Hawken, Paul, Amory Lovins, and L. Hunter Lovins. Natural Capitalism: Creating the Next Industrial Revolution. Boston: Little, Brown and Company, 1999 (396 pp.). Businessman Hawken and the Lovins, founders of the Rocky Mountain Institute, coined the term “Natural Capitalism,” which shares much with the ecological economics promoted by Hermann Daly and others. Natural Capitalism demands that businesses and corporations account for the Triple Bottom Line – that in addition to the financial ledger, today's companies must also factor in environmental and social costs. The first part of the book, an overview of the earth's ecological problems, explains why the market simply doesn't have a choice in the matter; if we keep operating without taking society and nature into account, we'll simply run out of resources very soon. The most helpful sections in the book are the many, many practices that the authors include to demonstrate that the market and the environment are not at odds. In fact, they argue that there is profit in doing the right thing, and they present numerous examples of old businesses that have revised their policies, or new businesses that are thriving in this new economic landscape. Their examples are worldwide, and while most of the case studies don't relate directly to place-making, their lessons are no less applicable. Essentially, they argue that the market is an effective tool for building healthy communities, and it shouldn't be thought of as an end in itself.

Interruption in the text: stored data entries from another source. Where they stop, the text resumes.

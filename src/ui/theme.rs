//! Theme tokens passed explicitly into every card.

use ratatui::style::{Color, Modifier, Style};
use ratatui::widgets::BorderType;

use crate::config::ThemeVariant;

pub const RED_700: Color = Color::Rgb(0xdd, 0x0d, 0x3c);
pub const RED_300: Color = Color::Rgb(0xea, 0x6d, 0x7e);
pub const NEAR_BLACK: Color = Color::Rgb(0x12, 0x12, 0x12);
pub const INK: Color = Color::Rgb(0x1f, 0x1f, 0x1f);
pub const PAPER: Color = Color::Rgb(0xff, 0xff, 0xff);
pub const GREY_400: Color = Color::Rgb(0xbd, 0xbd, 0xbd);
pub const GREY_600: Color = Color::Rgb(0x75, 0x75, 0x75);

#[derive(Debug, Clone, Copy, PartialEq)]
pub struct Colors {
    pub primary: Color,
    pub surface: Color,
    pub on_surface: Color,
    pub border: Color,
    pub placeholder: Color,
}

#[derive(Debug, Clone, Copy, PartialEq)]
pub struct Typography {
    pub h6: Style,
    pub subtitle1: Style,
    pub body1: Style,
    pub body2: Style,
    pub button: Style,
}

/// Border types standing in for corner radii.
#[derive(Debug, Clone, Copy, PartialEq)]
pub struct Shapes {
    pub small: BorderType,
    pub medium: BorderType,
}

#[derive(Debug, Clone, Copy, PartialEq)]
pub struct Theme {
    pub colors: Colors,
    pub typography: Typography,
    pub shapes: Shapes,
}

impl Default for Theme {
    fn default() -> Self {
        Self::light()
    }
}

impl Theme {
    pub fn from_variant(variant: ThemeVariant) -> Self {
        match variant {
            ThemeVariant::Light => Self::light(),
            ThemeVariant::Dark => Self::dark(),
        }
    }

    pub fn light() -> Self {
        Self::build(Colors {
            primary: RED_700,
            surface: PAPER,
            on_surface: INK,
            border: GREY_400,
            placeholder: GREY_400,
        })
    }

    pub fn dark() -> Self {
        Self::build(Colors {
            primary: RED_300,
            surface: NEAR_BLACK,
            on_surface: PAPER,
            border: GREY_600,
            placeholder: GREY_600,
        })
    }

    fn build(colors: Colors) -> Self {
        let text = Style::default().fg(colors.on_surface);
        Self {
            colors,
            typography: Typography {
                h6: text.add_modifier(Modifier::BOLD),
                subtitle1: text,
                body1: text,
                body2: text,
                button: Style::default()
                    .fg(colors.primary)
                    .add_modifier(Modifier::BOLD),
            },
            shapes: Shapes {
                small: BorderType::Plain,
                medium: BorderType::Rounded,
            },
        }
    }

    /// Medium emphasis for secondary content.
    pub fn medium(&self, style: Style) -> Style {
        style.add_modifier(Modifier::DIM)
    }

    pub fn surface(&self) -> Style {
        Style::default().bg(self.colors.surface).fg(self.colors.on_surface)
    }
}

Holliday, Charles O., Stephan Schmidheiny and Philip Watts. Walking the Talk: The Business Case for Sustainable Development. Sheffield, UK: Greenleaf Publishing Unlimited, 2002 (288 pp.). For anyone who still maintains that community development has to be either jobs or the environment, they should consult this book, written by CEOs of three of the world's largest corporations, including Shell Oil and DuPont. Walking the Talk introduces the concepts of “Eco-efficiency,” Corporate Social Responsibility, and other socially and environmentally sustainable forms of development. The authors have been involved with these and related movements since the 1980s. Complete with more than 60 best practices from around the world, the book demonstrates that sustainable development is not only possible, but imperative, given our environment's precarious decline during the last half century. Far from “tree huggers,” the three authors argue that the market can and should partner social and environmental NGOs to better understand and connect to the communities in which they do their work, at the same time the NGOs can use market forces to help build healthier places. From our perspective, the book still argues for too much “growth” (the authors seldom suggest consumers simply do with less, for example), but the cases presented here may persuade those who believe absolutely in Adam Smith's free-market approach to consider a broader triple bottom line – market, environment, society. The book is helpful for individual businesses that want to operate in a more responsible manner, as well as entire communities trying to build healthier and more sustainable places for their citizens.

Savitz, Andrew. The Triple Bottom Line. San Francisco: John Wiley & Sons, 2006 (300 pp.). The sustainable, place-enhancing development that CHG advocates can certainly benefit from a “Triple Bottom Line” approach to development and reporting – accounting not only for the financial bottom line, but social and environmental bottom lines as well. TBL thinking has been around for decades, often characterized as “sustainable development” or covered in movements like “corporate social responsibility.” The term “triple bottom line” was coined in 1998, and Savitz's book nicely outlines the evolution of TBL thinking, at the same time it provides practical suggestions for incorporating the approach into one's development models. There is little doubt TBL will become a more important factor in the management of communities, businesses, and corporations, simply because more and more people recognize the economy does not exist separate from the environment or the society in which it operates. This is a good book to familiarize yourself with the TBL philosophy, a trend CHG fully embraces.